▶ _WHAT YOU ARE ASKED TO DO_
Take the listing below and print exactly the lines starting at the line containing "use crate::Command;" and ending at the line containing "phase-transition timer fires.", both ends included, and no others.

▶ _INFORMATION GIVEN_
//! Flow controller (spec.md §4.3): advances a game from the lobby through
//! every question's preview/live/results cycle up to the final score.
//! Mirrors the shape of `original_source/flask-server/app/socketio_events/
//! utils.py`'s `show_question_preview_at`/`show_buttons_at` timing
//! calculation, generalized here into explicit named phases the dispatcher
//! drives with the engine's own `Clock` instead of client-side `setTimeout`.

use engine_core::clock::now_ms;
use protocol::outbound::{ColorsUpdated, GameStarted};
use protocol::tunables::{
    PHASE_TRANSITION_TIME_MS, PREVIEW_TIME_DRAWING_MS, PREVIEW_TIME_MS, START_GAME_TIME_MS,
};
use protocol::{OutboundEvent, QuestionType, Team};
use serde_json::json;

use crate::collaborators::{QuizStore, WordProvider};
use crate::error::EngineError;
use crate::loader;
use crate::question::QuestionKind;
use crate::session::Session;
use crate::timers;
use crate::Command;

fn question_type_of(kind: &QuestionKind) -> QuestionType {
    match kind {
        QuestionKind::Abcd(_) => QuestionType::Abcd,
        QuestionKind::TrueFalse(_) => QuestionType::TrueFalse,
        QuestionKind::OpenAnswer(_) => QuestionType::OpenAnswer,
        QuestionKind::GuessANumber(_) => QuestionType::GuessANumber,
        QuestionKind::MathQuiz(_) => QuestionType::MathQuiz,
        QuestionKind::WordChain(_) => QuestionType::WordChain,
        QuestionKind::Drawing(_) => QuestionType::Drawing,
        QuestionKind::BlindMap(_) => QuestionType::BlindMap,
    }
}

/// Loads the quiz, locks the lobby, and schedules the first question's
/// preview after `START_GAME_TIME_MS`.
pub fn start_game(
    session: &mut Session,
    quiz_id: &str,
    quiz_store: &dyn QuizStore,
    words: &dyn WordProvider,
    rng_letter: impl Fn() -> char,
) -> Result<Vec<Command>, EngineError> {
    if session.is_game_running {
        return Err(EngineError::GameInProgress);
    }
    let doc = quiz_store.load_quiz(quiz_id)?;
    session.questions = loader::load_questions(&doc, session, words, rng_letter);
    session.current_index = None;
    session.is_game_running = true;
    session.is_quiz_active = true;

    let question_start_ms = now_ms() + START_GAME_TIME_MS as i64;
    Ok(vec![
        Command::emit_all(OutboundEvent::GameStarted(GameStarted {
            is_team_mode: session.is_team_mode,
            question_start_ms,
        })),
        Command::ArmTimer {
            id: timers::START_GAME,
            delay_ms: START_GAME_TIME_MS,
        },
    ])
}

/// Moves to the next question (or ends the game), emitting its preview and
/// arming the preview timer. Called when the start-game timer or the
/// previous question's phase-transition timer fires.
pub fn advance(session: &mut Session) -> Vec<Command> {
    let next_index = match session.current_index {
        None => 0,
        Some(i) => i + 1,
    };

    if next_index >= session.questions.len() {
        return show_final_score(session);
    }

    session.current_index = Some(next_index);
    apply_question_transition(session, next_index);
    let question = &session.questions[next_index];
    let question_type = question_type_of(&question.kind);
    let preview_ms = if matches!(question_type, QuestionType::Drawing) {
        PREVIEW_TIME_DRAWING_MS
    } else {
        PREVIEW_TIME_MS
    };

    let payload = json!({
        "index": next_index,
        "total": session.questions.len(),
        "category": question.category,
        "question_type": question_type,
        "length_seconds": question.length_seconds,
        "preview_ms": preview_ms,
    });

    vec![
        Command::emit_all(OutboundEvent::NextQuestion(payload)),
        Command::ArmTimer {
            id: timers::PREVIEW,
            delay_ms: preview_ms,
        },
    ]
}

/// Carries state forward across a question transition for the three types
/// that need continuity with what came before: consecutive WORD_CHAIN
/// questions keep their turn order instead of restarting it, team-mode
/// GUESS_A_NUMBER alternates which team goes first, and DRAWING picks up
/// the scheduled drawer's current team (in case it changed since the quiz
/// was loaded).
fn apply_question_transition(session: &mut Session, next_index: usize) {
    let is_team_mode = session.is_team_mode;

    let drawer_team = match &session.questions[next_index].kind {
        QuestionKind::Drawing(q) => Some(session.team_of(&q.drawer)),
        _ => None,
    };

    let prev_word_chain = match next_index.checked_sub(1).map(|i| &session.questions[i].kind) {
        Some(QuestionKind::WordChain(prev)) => Some((prev.player_order.clone(), prev.team_indexes.clone(), prev.current_player.clone())),
        _ => None,
    };

    let prev_active_team = is_team_mode.then(|| {
        session.questions[..next_index].iter().rev().find_map(|p| match &p.kind {
            QuestionKind::GuessANumber(prev_q) => Some(prev_q.active_team.unwrap_or(Team::Blue)),
            _ => None,
        })
    }).flatten();

    match &mut session.questions[next_index].kind {
        QuestionKind::WordChain(q) => {
            if let Some((order, indexes, current_player)) = prev_word_chain {
                q.player_order = order;
                q.team_indexes = indexes;
                q.current_player = current_player;
            }
        }
        QuestionKind::GuessANumber(q) => {
            if let Some(prev_team) = prev_active_team {
                q.active_team = Some(prev_team.other());
            }
        }
        QuestionKind::Drawing(q) => {
            q.team = drawer_team.flatten();
        }
        _ => {}
    }
}

/// Starts the live phase for the current question: records
/// `question_start_ms`. Arming the primary timer is left to the owning
/// handler's `initialize` (dispatched right after this call), since a
/// couple of question types need a timer other than the flat
/// `length_seconds` countdown (math-quiz arms per-sequence timers instead).
pub fn begin_live_phase(session: &mut Session) -> Vec<Command> {
    session.question_start_ms = Some(now_ms());
    Vec::new()
}

/// Ends the current question's answer window and schedules the next
/// question after the phase-transition delay. The per-type "all answers
/// received" summary is emitted by the owning handler's `on_time_up`, not
/// here — this only owns the flow-level transition.
pub fn time_up(_session: &mut Session) -> Vec<Command> {
    vec![Command::ArmTimer {
        id: timers::ADVANCE_DELAY,
        delay_ms: PHASE_TRANSITION_TIME_MS,
    }]
}

pub fn show_final_score(session: &mut Session) -> Vec<Command> {
    session.is_game_running = false;
    let scores = json!({
        "players": session.players.iter().map(|(name, p)| (name.clone(), p.score)).collect::<std::collections::HashMap<_, _>>(),
        "blue_team": session.team_scores.blue,
        "red_team": session.team_scores.red,
        "is_team_mode": session.is_team_mode,
    });
    vec![Command::emit_all(OutboundEvent::NavigateToFinalScore(scores))]
}

pub fn reset(session: &mut Session) -> Vec<Command> {
    session.reset();
    vec![Command::emit_all(OutboundEvent::GameReset(ColorsUpdated {
        available_colors: session.available_colors.clone(),
    }))]
}

#[cfg(test)]
mod tests {
    use super::*;
    use crate::collaborators::{QuestionDocument, QuizDocument};

    struct OneQuestionStore;
    impl QuizStore for OneQuestionStore {
        fn load_quiz(&self, _quiz_id: &str) -> Result<QuizDocument, EngineError> {
            Ok(QuizDocument {
                questions: vec![QuestionDocument {
                    question_type: QuestionType::Abcd,
                    category: "general".into(),
                    length_seconds: 10,
                    options: vec!["a".into(), "b".into(), "c".into(), "d".into()],
                    correct_index: Some(0),
                    open_answer: None,
                    number_answer: None,
                    math_sequences: vec![],
                    drawing_words: vec![],
                    city_name: None,
                    anagram: None,
                    location: None,
                    map_type: None,
                    clues: vec![],
                }],
            })
        }
    }

    struct NoWords;
    impl WordProvider for NoWords {
        fn dictionary_contents(&self) -> Option<String> {
            None
        }
        fn random_seed_word(&self) -> String {
            "pes".into()
        }
    }

    #[test]
    fn start_game_locks_the_lobby_and_loads_questions() {
        let mut session = Session::new();
        session.add_player("alice".into());
        let commands = start_game(&mut session, "quiz1", &OneQuestionStore, &NoWords, || 'z').unwrap();
        assert!(session.is_game_running);
        assert_eq!(session.questions.len(), 1);
        assert_eq!(commands.len(), 2);
    }

    #[test]
    fn start_game_rejects_a_running_game() {
        let mut session = Session::new();
        session.is_game_running = true;
        assert_eq!(
            start_game(&mut session, "quiz1", &OneQuestionStore, &NoWords, || 'z'),
            Err(EngineError::GameInProgress)
        );
    }

    #[test]
    fn advance_past_the_last_question_shows_final_score() {
        let mut session = Session::new();
        session.add_player("alice".into());
        start_game(&mut session, "quiz1", &OneQuestionStore, &NoWords, || 'z').unwrap();
        advance(&mut session);
        assert!(session.is_game_running);
        advance(&mut session);
        assert!(!session.is_game_running);
    }
}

▶ _ANSWER SECTION_
use crate::Command;

fn question_type_of(kind: &QuestionKind) -> QuestionType {
    match kind {
        QuestionKind::Abcd(_) => QuestionType::Abcd,
        QuestionKind::TrueFalse(_) => QuestionType::TrueFalse,
        QuestionKind::OpenAnswer(_) => QuestionType::OpenAnswer,
        QuestionKind::GuessANumber(_) => QuestionType::GuessANumber,
        QuestionKind::MathQuiz(_) => QuestionType::MathQuiz,
        QuestionKind::WordChain(_) => QuestionType::WordChain,
        QuestionKind::Drawing(_) => QuestionType::Drawing,
        QuestionKind::BlindMap(_) => QuestionType::BlindMap,
    }
}

/// Loads the quiz, locks the lobby, and schedules the first question's
/// preview after `START_GAME_TIME_MS`.
pub fn start_game(
    session: &mut Session,
    quiz_id: &str,
    quiz_store: &dyn QuizStore,
    words: &dyn WordProvider,
    rng_letter: impl Fn() -> char,
) -> Result<Vec<Command>, EngineError> {
    if session.is_game_running {
        return Err(EngineError::GameInProgress);
    }
    let doc = quiz_store.load_quiz(quiz_id)?;
    session.questions = loader::load_questions(&doc, session, words, rng_letter);
    session.current_index = None;
    session.is_game_running = true;
    session.is_quiz_active = true;

    let question_start_ms = now_ms() + START_GAME_TIME_MS as i64;
    Ok(vec![
        Command::emit_all(OutboundEvent::GameStarted(GameStarted {
            is_team_mode: session.is_team_mode,
            question_start_ms,
        })),
        Command::ArmTimer {
            id: timers::START_GAME,
            delay_ms: START_GAME_TIME_MS,
        },
    ])
}

/// Moves to the next question (or ends the game), emitting its preview and
/// arming the preview timer. Called when the start-game timer or the
/// previous question's phase-transition timer fires.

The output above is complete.